The direction of the project starts to become clear during this week. I mentioned in my report back on Tuesday that although desktop research pointed out that breathing training in sports is helpful to the athletes themselves, I am not sure if this is what the user needs. After conducting more online interviews, I find the new direction. At the same time, I also tried to connect the display and the microphone to the Arduino this week. They can all work now, but they still need further development to provide more dynamic functions.
Three online interviews were conducted this week, and the participants were mainly people who had regular jogging experience. I asked them about the use of sports apps and their understanding and attempts at breathing training. In fact, all three participants with regular running habits have experience in using breath training. They all said that they will encounter many training obstacles such as attention distribution in the early stage, they mainly change to unconscious control in the later stage of training, so they feel that breath training supportive devices are useless to them currently. But they also said that breathing training had a positive effect on their exercise effect.
Therefore, I want to amend my main target users to be newcomers who have just started jogging and use this project to help them perform breathing training more easily. I also want to add long-term functions for them, such as providing statistical information to monitor the effectiveness of their breathing training. One participant mentioned that checking the pace is one of the main reasons they use sports apps.

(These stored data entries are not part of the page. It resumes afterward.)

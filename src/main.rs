//! vaultpress - compile a vault of wiki-linked notes into a static site.

mod asset;
mod cli;
mod config;
mod context;
mod core;
mod crawl;
mod deferred;
mod logger;
mod network;
mod outline;
mod render;
mod resolve;
mod search;
mod transform;
mod utils;
mod vault;

use std::process::ExitCode;

use anyhow::Result;
use clap::{ColorChoice, Parser};
use cli::{Cli, Commands};
use config::SiteConfig;

fn main() -> ExitCode {
    let cli = Cli::parse();

    // Set global color override based on CLI option
    match cli.color {
        ColorChoice::Always => owo_colors::set_override(true),
        ColorChoice::Never => owo_colors::set_override(false),
        ColorChoice::Auto => {} // owo-colors auto-detects TTY
    }

    match run(&cli) {
        Ok(()) => ExitCode::SUCCESS,
        Err(e) => {
            log!("error"; "{e:#}");
            ExitCode::FAILURE
        }
    }
}

fn run(cli: &Cli) -> Result<()> {
    let config = SiteConfig::load(cli)?;

    match &cli.command {
        Commands::Build { .. } => cli::build::build_vault(&config, false).map(|_| ()),
        Commands::Config { path } => cli::config::print_config(&config, path.as_deref()),
        Commands::Resolve { link, from } => {
            cli::resolve::resolve_link(&config, link, from.as_deref())
        }
    }
}
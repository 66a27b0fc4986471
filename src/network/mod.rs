//! Cross-reference graph (NetworkTree) accumulated during Stage B.
//!
//! Nodes and links are inserted while pages render. Once the crawl is
//! done, [`NetworkTree::compile_lookup`] builds the id and slug maps and
//! [`NetworkTree::compute_crosslinks`] fills every node's adjacency.

mod node;
mod tree;

pub use node::{GraphLink, GraphNode, LinkType};
pub use tree::NetworkTree;
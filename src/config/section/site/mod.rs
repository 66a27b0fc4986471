//! `[site]` section configuration.
//!
//! ```toml
//! [site]
//! title = "My Vault"
//! url = "https://example.github.io/notes"   # path `notes` becomes the link prefix
//! ```

use crate::config::{ConfigDiagnostics, FieldPath};
use serde::{Deserialize, Serialize};

#[derive(Debug, Clone, Serialize, Deserialize)]
#[serde(default)]
pub struct SiteSectionConfig {
    /// Site title, shown in every page's `<title>` and header.
    pub title: String,

    /// Public site URL. Its path component is the prefix of every emitted link.
    #[serde(skip_serializing_if = "Option::is_none")]
    pub url: Option<String>,
}

impl Default for SiteSectionConfig {
    fn default() -> Self {
        Self {
            title: "Vault".into(),
            url: None,
        }
    }
}

impl SiteSectionConfig {
    pub const URL: FieldPath = FieldPath::new("site.url");

    pub fn validate(&self, diag: &mut ConfigDiagnostics) {
        if let Some(url) = &self.url
            && url::Url::parse(url).is_err()
        {
            diag.error_with_hint(
                Self::URL,
                format!("`{url}` is not a valid URL"),
                "include the scheme, e.g. https://example.com/notes",
            );
        }
    }
}

#[cfg(test)]
mod tests {
    use super::*;
    use crate::config::test_parse_config;

    #[test]
    fn test_defaults() {
        let config = test_parse_config("");
        assert_eq!(config.site.title, "Vault");
        assert!(config.site.url.is_none());
    }

    #[test]
    fn test_validate_url() {
        let mut diag = ConfigDiagnostics::new();
        let site = SiteSectionConfig {
            url: Some("example.com/notes".into()),
            ..Default::default()
        };
        site.validate(&mut diag);
        assert_eq!(diag.len(), 1);

        let mut diag = ConfigDiagnostics::new();
        let site = SiteSectionConfig {
            url: Some("https://example.com/notes".into()),
            ..Default::default()
        };
        site.validate(&mut diag);
        assert!(diag.is_empty());
    }
}
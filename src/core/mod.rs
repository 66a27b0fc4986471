//! Core types shared across the pipeline.

mod error;
mod link;

pub use error::BuildError;
pub use link::{LinkKind, LinkTarget};
//! End-to-end builds over small on-disk vaults.

use super::*;
use crate::config::test_config_at;
use crate::deferred::{find_node_id, tokens};
use tempfile::TempDir;

const ENTRY: &str = "[vault]\nentrypoint = \"entry.md\"\n";

fn vault(files: &[(&str, &str)]) -> TempDir {
    let dir = TempDir::new().unwrap();
    for (path, content) in files {
        let path = dir.path().join("vault").join(path);
        fs::create_dir_all(path.parent().unwrap()).unwrap();
        fs::write(path, content).unwrap();
    }
    dir
}

fn build(dir: &TempDir, config: &str) -> BuildReport {
    let config = test_config_at(dir.path(), config);
    build_vault(&config, true).unwrap()
}

fn page(dir: &TempDir, path: &str) -> String {
    fs::read_to_string(dir.path().join("output/html").join(path)).unwrap()
}

fn snapshot(dir: &TempDir, paths: &[&str]) -> Vec<String> {
    paths.iter().map(|p| page(dir, p)).collect()
}

#[test]
fn test_link_and_backlink_between_two_notes() {
    let dir = vault(&[("entry.md", "[[note]]"), ("note.md", "hello")]);
    let report = build(&dir, ENTRY);

    let entry = page(&dir, "index.html");
    assert!(entry.contains("<a href=\"/note.html\">note</a>"), "{entry}");
    assert_eq!(find_node_id(&entry).as_deref(), Some("entry"));
    assert!(entry.contains("<!-- empty:backlinks -->"));

    let note = page(&dir, "note.html");
    assert!(note.contains("<ul class=\"backlinks\">\n<li><a href=\"/index.html\">entry</a></li>"), "{note}");
    assert!(note.contains("<p>hello</p>"));
    // Only the node id survives the second pass
    assert_eq!(tokens(&note).len(), 1);

    assert!(report.warnings.is_empty(), "{:?}", report.warnings);
    assert_eq!(report.notes.processed, 3);
    assert_eq!(report.pages.processed, 3);
}

#[test]
fn test_missing_link_points_at_not_found_page() {
    let dir = vault(&[("entry.md", "[[missing]]")]);
    let report = build(&dir, ENTRY);

    let entry = page(&dir, "index.html");
    assert!(entry.contains("<a href=\"/not_created.html\">missing</a>"), "{entry}");
    let not_found = page(&dir, "not_created.html");
    assert!(not_found.contains("Not created yet"));
    assert!(not_found.contains("<a href=\"/index.html\">entry</a>"));

    assert_eq!(report.warnings.len(), 1);
    assert!(report.warnings[0].contains("unresolved link `missing`"));
}

#[test]
fn test_exact_path_beats_tail_match() {
    let dir = vault(&[
        ("entry.md", "[[a/x]], [[x]], [[b/x]]"),
        ("a/x.md", "in a"),
        ("b/x.md", "in b"),
    ]);
    build(&dir, ENTRY);
    let entry = page(&dir, "index.html");

    assert!(entry.contains("<a href=\"/a/x.html\">a/x</a>"), "{entry}");
    assert!(entry.contains("<a href=\"/b/x.html\">b/x</a>"));
    // Equal-length tail matches resolve to the last registered path
    assert!(entry.contains("<a href=\"/b/x.html\">x</a>"));
    assert!(!entry.contains("<a href=\"/a/x.html\">x</a>"));

    build(&dir, ENTRY);
    assert_eq!(page(&dir, "index.html"), entry);
}

#[test]
fn test_shorter_tail_match_wins() {
    let dir = vault(&[("entry.md", "[[c]]"), ("a/b/c.md", ""), ("b/c.md", "")]);
    build(&dir, ENTRY);
    assert!(page(&dir, "index.html").contains("<a href=\"/b/c.html\">c</a>"));
}

#[test]
fn test_cycle_builds_each_page_once() {
    let dir = vault(&[("entry.md", "[[a]]"), ("a.md", "[[b]]"), ("b.md", "[[a]] [[b]]")]);
    let report = build(&dir, ENTRY);
    assert_eq!(report.pages.processed, 4);

    let a = page(&dir, "a.html");
    assert_eq!(a.matches("<li><a href=\"/b.html\">b</a></li>").count(), 1, "{a}");
    let b = page(&dir, "b.html");
    assert_eq!(b.matches("<li><a href=\"/a.html\">a</a></li>").count(), 1);
    // Self links are not backlinks
    assert!(!b.contains("<li><a href=\"/b.html\">b</a></li>"));
}

#[test]
fn test_rebuild_is_byte_identical() {
    let dir = vault(&[
        ("entry.md", "---\ntags: [start]\n---\n[[a]] ![[a#Part]]\n```query\ntag:start\n```\n"),
        ("a.md", "# Part\n[[entry]] #topic\n"),
    ]);
    let files = ["index.html", "a.html", "graph.json", "tags/index.html"];

    build(&dir, ENTRY);
    let first = snapshot(&dir, &files);
    build(&dir, ENTRY);
    assert_eq!(snapshot(&dir, &files), first);

    build(&dir, &format!("{ENTRY}[build]\nclean = true\n"));
    assert_eq!(snapshot(&dir, &files), first);
}

#[test]
fn test_graph_export_and_tag_index() {
    let dir = vault(&[("entry.md", "[[a]] #start"), ("a.md", "![[entry]]")]);
    build(&dir, ENTRY);

    let graph: serde_json::Value = serde_json::from_str(&page(&dir, GRAPH_FILE)).unwrap();
    let ids: Vec<_> = graph["nodes"]
        .as_array()
        .unwrap()
        .iter()
        .map(|n| n["id"].as_str().unwrap())
        .collect();
    assert!(ids.contains(&"entry") && ids.contains(&"a"));
    let links = graph["links"].as_array().unwrap();
    assert!(links.iter().any(|l| l["source"] == "entry" && l["target"] == "a" && l["kind"] == "reference"));
    assert!(links.iter().any(|l| l["source"] == "a" && l["target"] == "entry" && l["kind"] == "inclusion"));

    let tags = page(&dir, TAGS_PAGE);
    assert!(tags.contains("<section id=\"start\">"));
    let entry = page(&dir, "index.html");
    assert!(entry.contains("<a href=\"/tags/#start\">#start</a>"), "{entry}");
}

#[test]
fn test_optional_outputs_can_be_disabled() {
    let dir = vault(&[("entry.md", "#start")]);
    build(&dir, &format!("{ENTRY}[build]\ngraph = false\ntag_index = false\n"));

    assert!(!dir.path().join("output/html").join(GRAPH_FILE).exists());
    assert!(!dir.path().join("output/html").join(TAGS_PAGE).exists());
    assert!(page(&dir, "index.html").contains("<li class=\"tag\">#start</li>"));
}

#[test]
fn test_missing_entrypoint_writes_nothing() {
    let dir = vault(&[("other.md", "")]);
    let config = test_config_at(dir.path(), ENTRY);
    let err = build_vault(&config, true).unwrap_err();

    assert!(matches!(
        err.downcast_ref::<BuildError>(),
        Some(BuildError::EntrypointMissing(..))
    ));
    assert!(!dir.path().join("output").exists());
}

#[test]
fn test_unreachable_notes_need_process_all() {
    let dir = vault(&[("entry.md", ""), ("orphan.md", "[[child]]"), ("child.md", "")]);
    let report = build(&dir, ENTRY);
    assert_eq!(report.unreached, 2);
    assert!(!dir.path().join("output/html/orphan.html").exists());

    let report = build(&dir, &format!("{ENTRY}process_all = true\n"));
    assert_eq!(report.unreached, 0);
    assert!(report.warnings.is_empty());
    assert!(page(&dir, "child.html").contains("<a href=\"/orphan.html\">orphan</a>"));
}

#[test]
fn test_max_depth_sends_deep_links_to_not_found() {
    let dir = vault(&[("entry.md", "[[b]]"), ("b.md", "[[c]]"), ("c.md", "deep")]);
    let report = build(&dir, &format!("{ENTRY}max_depth = 1\n"));

    assert_eq!(report.notes.cut, 1);
    assert!(page(&dir, "b.html").contains("<a href=\"/not_created.html\">c</a>"));
    assert!(!dir.path().join("output/html/c.html").exists());
}

#[test]
fn test_extra_entrypoints_and_site_prefix() {
    let dir = vault(&[("entry.md", ""), ("inbox.md", "[[entry]]"), ("sub/deep.md", "")]);
    let config = format!(
        "{ENTRY}extra_entrypoints = [\"inbox.md\", \"nope.md\"]\n\
         [site]\nurl = \"https://example.com/notes\"\n"
    );
    let report = build(&dir, &config);

    assert!(page(&dir, "inbox.html").contains("<a href=\"/notes/index.html\">entry</a>"));
    assert!(report.warnings.iter().any(|w| w.contains("`nope.md`")));
    assert_eq!(report.unreached, 1);
}

#[test]
fn test_breadcrumbs_follow_folders() {
    let dir = vault(&[
        ("entry.md", "[[guide]] [[page]]"),
        ("docs/guide.md", ""),
        ("docs/guide/page.md", ""),
    ]);
    build(&dir, &format!("{ENTRY}[site]\ntitle = \"Notes\"\n"));

    let html = page(&dir, "docs/guide/page.html");
    assert!(
        html.contains(
            "<ol class=\"breadcrumbs\"><li><a href=\"/index.html\">Notes</a></li>\
             <li><span>docs</span></li>\
             <li><a href=\"/docs/guide.html\">guide</a></li></ol>"
        ),
        "{html}"
    );
    assert!(page(&dir, "index.html").contains("<!-- empty:breadcrumbs -->"));
}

This week I further built my prototype. I successfully connected a microphone, which can provide analog signal input, but the microphone value change is only obvious at a specific angle. The advantage is that the signal fluctuation caused by blowing is sufficiently obvious. On Tuesday Ryan mentioned the analysis of audio to provide users with more detailed data. But this brings more technical challenges. In fact, I only found one library to allow recording on Arduino using SD card. And some audio analysis libraries also analyze audio files. I have not found a reasonable way to convert electrical signals into audio signals in real time and analyze them. After consulting with a friend with signal processing background, I thought it was too difficult, so I chose to use electrical signals directly as triggers. But at least so far I have found a relatively stable breath triggering algorithm.
I also tried to connect a simple OLED display. I tried to draw some simple patterns using display. In the end I think that using visual feedback is a more reasonable method. My current plan is to place it as a Google Glass-like display above the glasses to provide feedback. Because the output audio is less intuitive, and some joggers themselves have the habit of jogging to listen to music. Frequent interruption of music playing for providing feedback will bring a negative experience.
Work to do
The next plan is that I will split my prototype into two parts, one for functional testing and the other for design testing. Because my device will be a portable device, its wearability is also an important part of the design. I will further develop the prototype of the function, which is to integrate the microphone and display and provide meaningful feedback. I am also considering adding sensors such as accelerometers to provide additional data input.
In addition, I will also conduct more user research. I plan to find some online resources to observe the breathing frequency and speed of athletes while running to gather more information.